Received 22 January 2013
aLake Braddock Secondary School, 9200 Burke Lake Road, Burke, VA 22015, USA,bDepartment of Chemistry, Howard University, 525 College Street NW, Washington DC 20059, USA,cDepartment of Studies in Chemistry, Mangalore University, Mangalagangotri 574 199, India, and dDepartment of Studies in Chemistry, University of Mysore, Manasagangotri, Mysore 570 006, India
Correspondence e-mail: firstname.lastname@example.org
In the title compound, C19H17Cl2N3O2, there are three molecules (A, B and C) in the asymmetric unit and each differs in the conformation adopted.

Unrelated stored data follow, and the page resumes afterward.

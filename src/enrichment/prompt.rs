// Prompt construction for place and brand analysis

use super::sampling::SampledReview;
use crate::model::Review;

pub const PLACE_SYSTEM_PROMPT: &str = "You are an expert business analyst specializing in \
customer feedback analysis. Provide structured, actionable insights from Google Maps reviews.";

pub const AGGREGATE_SYSTEM_PROMPT: &str = "Sei un consulente strategico esperto in brand \
reputation e customer experience. Rispondi sempre in formato JSON valido.";

/// Single-place analysis prompt
pub fn place_prompt(place_name: &str, reviews: &[SampledReview]) -> String {
    let review_texts = reviews
        .iter()
        .enumerate()
        .map(|(i, r)| format!("Review {} ({} stars): {}", i + 1, r.stars, r.text))
        .collect::<Vec<_>>()
        .join("\n\n");

    format!(
        r#"Analyze the following Google Maps reviews for "{place_name}".

Provide a structured JSON response with:
{{
  "strengths": ["strength 1", "strength 2", ...],
  "weaknesses": ["weakness 1", "weakness 2", ...],
  "priorities": ["top priority 1", "top priority 2", "top priority 3"],
  "recommendations": ["strategic recommendation 1", "strategic recommendation 2", ...],
  "suggestions": ["specific actionable suggestion 1", "specific actionable suggestion 2", ...]
}}

IMPORTANT GUIDELINES:
- Identify 3-5 key strengths mentioned repeatedly in positive reviews
- Identify 3-5 key weaknesses mentioned in negative reviews
- Provide EXACTLY 3 top priorities (most urgent issues to address)
- Give 3-5 strategic recommendations for improvement
- Provide 5-7 concrete, actionable suggestions
- Focus on patterns and recurring themes
- Be specific and data-driven
- Write in Italian if reviews are in Italian, otherwise in English

Reviews ({count} total):

{review_texts}"#,
        count = reviews.len(),
    )
}

/// Brand-level analysis prompt
///
/// Polarity counts are taken over `all_reviews`; only `sample` is quoted.
pub fn aggregate_prompt(
    brand: &str,
    total_places: usize,
    all_reviews: &[Review],
    sample: &[SampledReview],
    sampling_enabled: bool,
) -> String {
    let mode = if sampling_enabled {
        "CAMPIONAMENTO (Presale)"
    } else {
        "ANALISI COMPLETA"
    };
    let places = if total_places > 0 {
        total_places.to_string()
    } else {
        "diverse".to_string()
    };

    let positive_count = all_reviews.iter().filter(|r| r.is_positive()).count();
    let negative_count = all_reviews
        .iter()
        .filter(|r| r.is_negative_or_unrated())
        .count();

    let positive_texts = bullet_list(sample.iter().filter(|r| r.is_positive()))
        .unwrap_or_else(|| "(Nessuna recensione positiva con testo)".to_string());
    let negative_texts = bullet_list(sample.iter().filter(|r| r.is_negative()))
        .unwrap_or_else(|| "(Nessuna recensione negativa con testo)".to_string());

    format!(
        r#"Analizza queste recensioni AGGREGATE di {places} schede Google Maps del brand "{brand}".
MODALITÀ: {mode}

Totale recensioni analizzate: {total}
- Positive (4-5 stelle): {positive_count}
- Negative (1-2 stelle): {negative_count}

CAMPIONE RECENSIONI POSITIVE:
{positive_texts}

CAMPIONE RECENSIONI NEGATIVE:
{negative_texts}

Fornisci un'analisi STRATEGICA a livello BRAND in formato JSON con:
1. "punti_forza": array di 5-8 punti di forza COMUNI a livello brand
2. "punti_debolezza": array di 5-8 punti di debolezza RICORRENTI a livello brand
3. "temi_positivi": array di 3-5 temi/pattern positivi emergenti
4. "temi_negativi": array di 3-5 temi/pattern negativi ricorrenti
5. "suggerimenti_strategici": array di 5-7 azioni strategiche per il brand
6. "priorita": array di 3 priorità assolute da affrontare subito

Concentrati su PATTERN RICORRENTI e INSIGHT STRATEGICI, non su casi singoli.
Rispondi SOLO con JSON valido, senza testo aggiuntivo."#,
        total = all_reviews.len(),
    )
}

fn bullet_list<'a>(reviews: impl Iterator<Item = &'a SampledReview>) -> Option<String> {
    let lines: Vec<String> = reviews.map(|r| format!("- {}", r.text)).collect();
    (!lines.is_empty()).then(|| lines.join("\n"))
}
use std::path::PathBuf;
use thiserror::Error;

/// Main error type for ReviewScope
#[derive(Error, Debug)]
pub enum ScopeError {
    /// Configuration related errors
    #[error("Configuration error: {0}")]
    Config(String),

    /// Configuration validation errors
    #[error("Configuration validation failed: {errors:?}")]
    ConfigValidation { errors: Vec<ValidationError> },

    /// Configuration file not found
    #[error("Configuration file not found: {path}")]
    ConfigNotFound { path: PathBuf },

    /// Invalid configuration value
    #[error("Invalid configuration value at {path}: {message}")]
    InvalidConfigValue { path: String, message: String },

    /// A credential required by the requested operation is not available
    #[error("Missing credential: environment variable {env_var} is not set")]
    MissingCredential { env_var: String },

    /// Rejected user input (empty query, empty URL list, empty selection)
    #[error("Invalid input: {0}")]
    Validation(String),

    /// External job reported a terminal failure
    #[error("Job {job_id} failed: {message}")]
    JobFailed { job_id: String, message: String },

    /// External job did not reach a terminal state within its attempt budget
    #[error("Job {job_id} timed out after {attempts} status checks")]
    PollTimeout { job_id: String, attempts: u32 },

    /// Analysis of a single place failed
    #[error("Analysis failed for {place}: {message}")]
    Enrichment { place: String, message: String },

    /// Brand-level analysis failed
    #[error("Aggregate analysis failed: {0}")]
    AggregateEnrichment(String),

    /// External service returned content that could not be parsed
    #[error("Malformed response from {context}: {message}")]
    MalformedResponse { context: String, message: String },

    /// Controller operation issued in a state that does not allow it
    #[error("Operation '{operation}' is not allowed in state {state}")]
    InvalidState { operation: String, state: String },

    /// Transport-level HTTP failure
    #[error("HTTP error: {context}: {source}")]
    Http {
        source: reqwest::Error,
        context: String,
    },

    /// Non-success response from an external API
    #[error("API error {status} from {context}: {message}")]
    Api {
        status: u16,
        context: String,
        message: String,
    },

    /// IO errors
    #[error("IO error: {context}: {source}")]
    Io {
        source: std::io::Error,
        context: String,
    },

    /// TOML deserialization errors
    #[error("TOML error: {0}")]
    Toml(#[from] toml::de::Error),

    /// TOML serialization errors
    #[error("TOML serialization error: {0}")]
    TomlSerialization(#[from] toml::ser::Error),

    /// JSON errors
    #[error("JSON error: {context}: {source}")]
    Json {
        source: serde_json::Error,
        context: String,
    },

    /// Database errors
    #[error("Database error: {0}")]
    Database(#[from] rusqlite::Error),

    /// Generic errors
    #[error(transparent)]
    Other(#[from] anyhow::Error),
}

impl ScopeError {
    /// Whether this error ends the current pipeline run.
    ///
    /// Enrichment-level failures are contained by the orchestrator and never
    /// abort a run once scraping has succeeded.
    pub fn aborts_run(&self) -> bool {
        !matches!(
            self,
            ScopeError::Enrichment { .. }
                | ScopeError::AggregateEnrichment(_)
                | ScopeError::MalformedResponse { .. }
        )
    }
}

/// Configuration validation error
#[derive(Debug, Clone)]
pub struct ValidationError {
    /// Path to the configuration key that failed validation
    pub path: String,
    /// Error message describing the validation failure
    pub message: String,
}

impl ValidationError {
    pub fn new(path: impl Into<String>, message: impl Into<String>) -> Self {
        Self {
            path: path.into(),
            message: message.into(),
        }
    }
}

/// Result type for ReviewScope operations
pub type Result<T> = std::result::Result<T, ScopeError>;

#[cfg(test)]
mod tests {
    use super::*;

    #[test]
    fn test_enrichment_errors_are_contained() {
        let err = ScopeError::Enrichment {
            place: "Cafe A".to_string(),
            message: "boom".to_string(),
        };
        assert!(!err.aborts_run());
        assert!(!ScopeError::AggregateEnrichment("x".to_string()).aborts_run());
    }

    #[test]
    fn test_job_errors_abort_run() {
        let err = ScopeError::PollTimeout {
            job_id: "run-1".to_string(),
            attempts: 3,
        };
        assert!(err.aborts_run());
        assert!(ScopeError::Validation("empty".to_string()).aborts_run());
    }
}
//! Configuration management for ReviewScope
//!
//! Loads the TOML configuration file, applies profiles and environment
//! overrides, and validates the result before any job is started.

use crate::error::{Result, ScopeError};
use serde::{Deserialize, Serialize};
use std::collections::HashMap;
use std::path::{Path, PathBuf};
use std::time::Duration;

mod validator;

pub use validator::ConfigValidator;

/// Main configuration structure
#[derive(Debug, Clone, Serialize, Deserialize)]
pub struct Config {
    #[serde(rename = "_meta")]
    pub meta: MetaConfig,
    pub apify: ApifyConfig,
    pub openai: OpenAiConfig,
    pub polling: PollingConfig,
    pub enrichment: EnrichmentConfig,
    pub search: SearchConfig,
    pub storage: StorageConfig,
    #[serde(default)]
    pub profiles: HashMap<String, ProfileOverrides>,
}

/// Metadata about the configuration
#[derive(Debug, Clone, Serialize, Deserialize)]
pub struct MetaConfig {
    pub schema_version: String,
    #[serde(default = "current_timestamp")]
    pub created_at: String,
    #[serde(default = "current_timestamp")]
    pub last_modified: String,
}

fn current_timestamp() -> String {
    chrono::Utc::now().to_rfc3339()
}

/// Listing search and review scrape job provider
#[derive(Debug, Clone, Serialize, Deserialize)]
pub struct ApifyConfig {
    pub api_key_env: String,
    pub base_url: String,
    pub discovery_actor: String,
    pub scrape_actor: String,
    pub language: String,
    pub request_timeout_secs: u64,
}

/// Text analysis service
#[derive(Debug, Clone, Serialize, Deserialize)]
pub struct OpenAiConfig {
    pub api_key_env: String,
    pub base_url: String,
    pub model: String,
    pub aggregate_model: String,
    pub temperature: f32,
    pub max_tokens: u32,
    pub aggregate_max_tokens: u32,
    pub request_timeout_secs: u64,
}

/// Poll schedules for the two external jobs
#[derive(Debug, Clone, Serialize, Deserialize)]
pub struct PollingConfig {
    pub discovery_interval: String,
    pub discovery_max_attempts: u32,
    pub scrape_interval: String,
    pub scrape_max_attempts: u32,
}

/// Per-place and aggregate analysis settings
#[derive(Debug, Clone, Serialize, Deserialize)]
pub struct EnrichmentConfig {
    pub batch_size: usize,
    pub sampling: bool,
    pub sample_per_polarity: usize,
    pub sample_char_limit: usize,
    pub place_review_limit: usize,
}

/// Defaults for listing discovery and review scraping
#[derive(Debug, Clone, Serialize, Deserialize)]
pub struct SearchConfig {
    #[serde(default)]
    pub location: String,
    pub max_places: u32,
    pub mode: String, // "balanced" or "aggressive"
    pub skip_closed: bool,
    pub max_reviews: u32,
}

/// Local storage for run history
#[derive(Debug, Clone, Serialize, Deserialize)]
pub struct StorageConfig {
    pub data_dir: PathBuf,
    pub history_limit: usize,
    pub history_dedup_window: String,
}

/// Profile-specific configuration overrides
#[derive(Debug, Clone, Serialize, Deserialize)]
pub struct ProfileOverrides {
    #[serde(skip_serializing_if = "Option::is_none")]
    pub sampling: Option<bool>,
    #[serde(skip_serializing_if = "Option::is_none")]
    pub model: Option<String>,
    #[serde(skip_serializing_if = "Option::is_none")]
    pub search_mode: Option<String>,
}

impl Config {
    /// Load configuration from a file
    pub fn load(path: &Path) -> Result<Self> {
        if !path.exists() {
            return Err(ScopeError::ConfigNotFound {
                path: path.to_path_buf(),
            });
        }

        let content = std::fs::read_to_string(path).map_err(|e| ScopeError::Io {
            source: e,
            context: format!("Failed to read config file: {:?}", path),
        })?;
        let mut config: Config = toml::from_str(&content)?;

        config.apply_env_overrides();

        ConfigValidator::validate(&config)?;

        Ok(config)
    }

    /// Save configuration to a file
    pub fn save(&self, path: &Path) -> Result<()> {
        let content = toml::to_string_pretty(self)?;
        std::fs::write(path, content).map_err(|e| ScopeError::Io {
            source: e,
            context: format!("Failed to write config file: {:?}", path),
        })?;
        Ok(())
    }

    /// Load configuration with a specific profile applied
    pub fn load_with_profile(path: &Path, profile: &str) -> Result<Self> {
        let mut config = Self::load(path)?;
        config.apply_profile(profile)?;
        Ok(config)
    }

    /// Apply a profile's overrides to the configuration
    pub fn apply_profile(&mut self, profile: &str) -> Result<()> {
        let overrides = self
            .profiles
            .get(profile)
            .cloned()
            .ok_or_else(|| ScopeError::Config(format!("Unknown profile: {}", profile)))?;

        if let Some(sampling) = overrides.sampling {
            self.enrichment.sampling = sampling;
        }
        if let Some(model) = overrides.model {
            self.openai.model = model;
        }
        if let Some(mode) = overrides.search_mode {
            self.search.mode = mode;
        }

        ConfigValidator::validate(self)
    }

    /// Apply environment variable overrides
    /// Environment variables in format: REVIEWSCOPE_SECTION__KEY=value
    pub fn apply_env_overrides(&mut self) {
        for (key, value) in std::env::vars() {
            if let Some(config_key) = key.strip_prefix("REVIEWSCOPE_") {
                if let Err(e) = self.set_value_from_env(config_key, &value) {
                    tracing::warn!("Failed to apply env override {}: {}", key, e);
                }
            }
        }
    }

    fn set_value_from_env(&mut self, path: &str, value: &str) -> Result<()> {
        match path {
            "OPENAI__MODEL" => {
                self.openai.model = value.to_string();
            }
            "OPENAI__BASE_URL" => {
                self.openai.base_url = value.to_string();
            }
            "APIFY__BASE_URL" => {
                self.apify.base_url = value.to_string();
            }
            "ENRICHMENT__SAMPLING" => {
                self.enrichment.sampling = value
                    .parse()
                    .map_err(|_| invalid_value(path, value, "boolean"))?;
            }
            "ENRICHMENT__BATCH_SIZE" => {
                self.enrichment.batch_size = value
                    .parse()
                    .map_err(|_| invalid_value(path, value, "integer"))?;
            }
            "STORAGE__DATA_DIR" => {
                self.storage.data_dir = PathBuf::from(value);
            }
            _ => {
                tracing::debug!("Unknown env config key: {}", path);
            }
        }
        Ok(())
    }

    /// Poll interval for the listing search job
    pub fn discovery_interval(&self) -> Duration {
        parse_duration(&self.polling.discovery_interval).unwrap_or(Duration::from_secs(2))
    }

    /// Poll interval for the review scrape job
    pub fn scrape_interval(&self) -> Duration {
        parse_duration(&self.polling.scrape_interval).unwrap_or(Duration::from_secs(3))
    }

    /// Window in which an identical query is not recorded twice in history
    pub fn history_dedup_window(&self) -> Duration {
        parse_duration(&self.storage.history_dedup_window).unwrap_or(Duration::from_secs(60))
    }

    /// Get the default configuration file path
    pub fn default_path() -> Result<PathBuf> {
        let config_dir = dirs::config_dir()
            .ok_or_else(|| ScopeError::Config("Cannot determine config directory".to_string()))?;

        Ok(config_dir.join("reviewscope").join("config.toml"))
    }
}

fn invalid_value(path: &str, value: &str, kind: &str) -> ScopeError {
    ScopeError::InvalidConfigValue {
        path: path.to_string(),
        message: format!("Cannot parse '{}' as {}", value, kind),
    }
}

/// Parse duration strings like "500ms", "2s", "5m", "1h" (bare numbers are seconds)
pub fn parse_duration(s: &str) -> Option<Duration> {
    let s = s.trim();
    let (number, unit) = match s.find(|c: char| !c.is_ascii_digit()) {
        Some(idx) => s.split_at(idx),
        None => (s, "s"),
    };
    let value: u64 = number.parse().ok()?;

    match unit {
        "ms" => Some(Duration::from_millis(value)),
        "s" => Some(Duration::from_secs(value)),
        "m" => Some(Duration::from_secs(value * 60)),
        "h" => Some(Duration::from_secs(value * 3600)),
        _ => None,
    }
}

/// Expand a leading `~/` to the user's home directory
pub fn expand_tilde(path: &Path) -> Result<PathBuf> {
    let path_str = path
        .to_str()
        .ok_or_else(|| ScopeError::Config("Invalid path encoding".to_string()))?;

    if let Some(stripped) = path_str.strip_prefix("~/") {
        let home = dirs::home_dir()
            .ok_or_else(|| ScopeError::Config("Cannot determine home directory".to_string()))?;
        Ok(home.join(stripped))
    } else {
        Ok(path.to_path_buf())
    }
}

impl Default for Config {
    fn default() -> Self {
        let mut profiles = HashMap::new();
        profiles.insert(
            "presale".to_string(),
            ProfileOverrides {
                sampling: Some(true),
                model: Some("gpt-4o-mini".to_string()),
                search_mode: None,
            },
        );
        profiles.insert(
            "full".to_string(),
            ProfileOverrides {
                sampling: Some(false),
                model: Some("gpt-4o".to_string()),
                search_mode: Some("aggressive".to_string()),
            },
        );

        Self {
            meta: MetaConfig {
                schema_version: "1.0.0".to_string(),
                created_at: current_timestamp(),
                last_modified: current_timestamp(),
            },
            apify: ApifyConfig {
                api_key_env: "APIFY_API_KEY".to_string(),
                base_url: "https://api.apify.com/v2".to_string(),
                discovery_actor: "nwua9Gu5YrADL7ZDj".to_string(),
                scrape_actor: "compass~Google-Maps-Reviews-Scraper".to_string(),
                language: "it".to_string(),
                request_timeout_secs: 30,
            },
            openai: OpenAiConfig {
                api_key_env: "OPENAI_API_KEY".to_string(),
                base_url: "https://api.openai.com/v1".to_string(),
                model: "gpt-4o-mini".to_string(),
                aggregate_model: "gpt-4o".to_string(),
                temperature: 0.7,
                max_tokens: 2000,
                aggregate_max_tokens: 2500,
                request_timeout_secs: 120,
            },
            polling: PollingConfig {
                discovery_interval: "2s".to_string(),
                discovery_max_attempts: 150,
                scrape_interval: "3s".to_string(),
                scrape_max_attempts: 200,
            },
            enrichment: EnrichmentConfig {
                batch_size: 3,
                sampling: true,
                sample_per_polarity: 20,
                sample_char_limit: 200,
                place_review_limit: 50,
            },
            search: SearchConfig {
                location: String::new(),
                max_places: 50,
                mode: "balanced".to_string(),
                skip_closed: false,
                max_reviews: 100,
            },
            storage: StorageConfig {
                data_dir: PathBuf::from("~/.reviewscope"),
                history_limit: 20,
                history_dedup_window: "60s".to_string(),
            },
            profiles,
        }
    }
}

#[cfg(test)]
mod tests {
    use super::*;
    use tempfile::TempDir;

    #[test]
    fn test_parse_duration() {
        assert_eq!(parse_duration("2s"), Some(Duration::from_secs(2)));
        assert_eq!(parse_duration("500ms"), Some(Duration::from_millis(500)));
        assert_eq!(parse_duration("5m"), Some(Duration::from_secs(300)));
        assert_eq!(parse_duration("7"), Some(Duration::from_secs(7)));
        assert_eq!(parse_duration("fast"), None);
        assert_eq!(parse_duration("3d"), None);
    }

    #[test]
    fn test_default_schedules() {
        let config = Config::default();
        assert_eq!(config.discovery_interval(), Duration::from_secs(2));
        assert_eq!(config.scrape_interval(), Duration::from_secs(3));
        assert_eq!(config.polling.discovery_max_attempts, 150);
        assert_eq!(config.polling.scrape_max_attempts, 200);
        assert_eq!(config.history_dedup_window(), Duration::from_secs(60));
    }

    #[test]
    fn test_save_and_load_roundtrip() {
        let temp = TempDir::new().unwrap();
        let path = temp.path().join("config.toml");

        let mut config = Config::default();
        config.enrichment.batch_size = 5;
        config.save(&path).unwrap();

        let loaded = Config::load(&path).unwrap();
        assert_eq!(loaded.enrichment.batch_size, 5);
        assert_eq!(loaded.apify.api_key_env, "APIFY_API_KEY");
    }

    #[test]
    fn test_apply_profile() {
        let mut config = Config::default();
        config.apply_profile("full").unwrap();
        assert!(!config.enrichment.sampling);
        assert_eq!(config.search.mode, "aggressive");

        assert!(config.apply_profile("missing").is_err());
    }

    #[test]
    fn test_missing_file() {
        let result = Config::load(Path::new("/nonexistent/reviewscope.toml"));
        assert!(matches!(result, Err(ScopeError::ConfigNotFound { .. })));
    }
}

As a result of steric repulsion, the amide group is rotated with respect to both the dichlorophenyl and 2,3-dihydro-1H-pyrazol-4-yl rings, making dihedral angles of 44.5 (2) and 56.2 (2)°, respectively in A, 51.1 (2) and 54.1 (2)° in B, and 53.8 (2) and 54.6 (2)° in C. The dihedral angles between the dichlorophenyl and 2,3-dihydro-1H-pyrazol-4-yl rings are 54.8 (2), 76.2 (2) and 77.5 (2)° in molecules A, B and C, respectively, while the 2,3-dihydro-1H-pyrazol-4-yl and phenyl rings make dihedral angles of 45.3 (2), 51.2 (2) and 42.8 (2)°, respectively. In the crystal, two of the molecules are linked through N-HO hydrogen bonding to an adjoining molecule, forming dimers of the R22(10) type, while the third molecule forms such dimers with itself. C-HO interactions link the dimers.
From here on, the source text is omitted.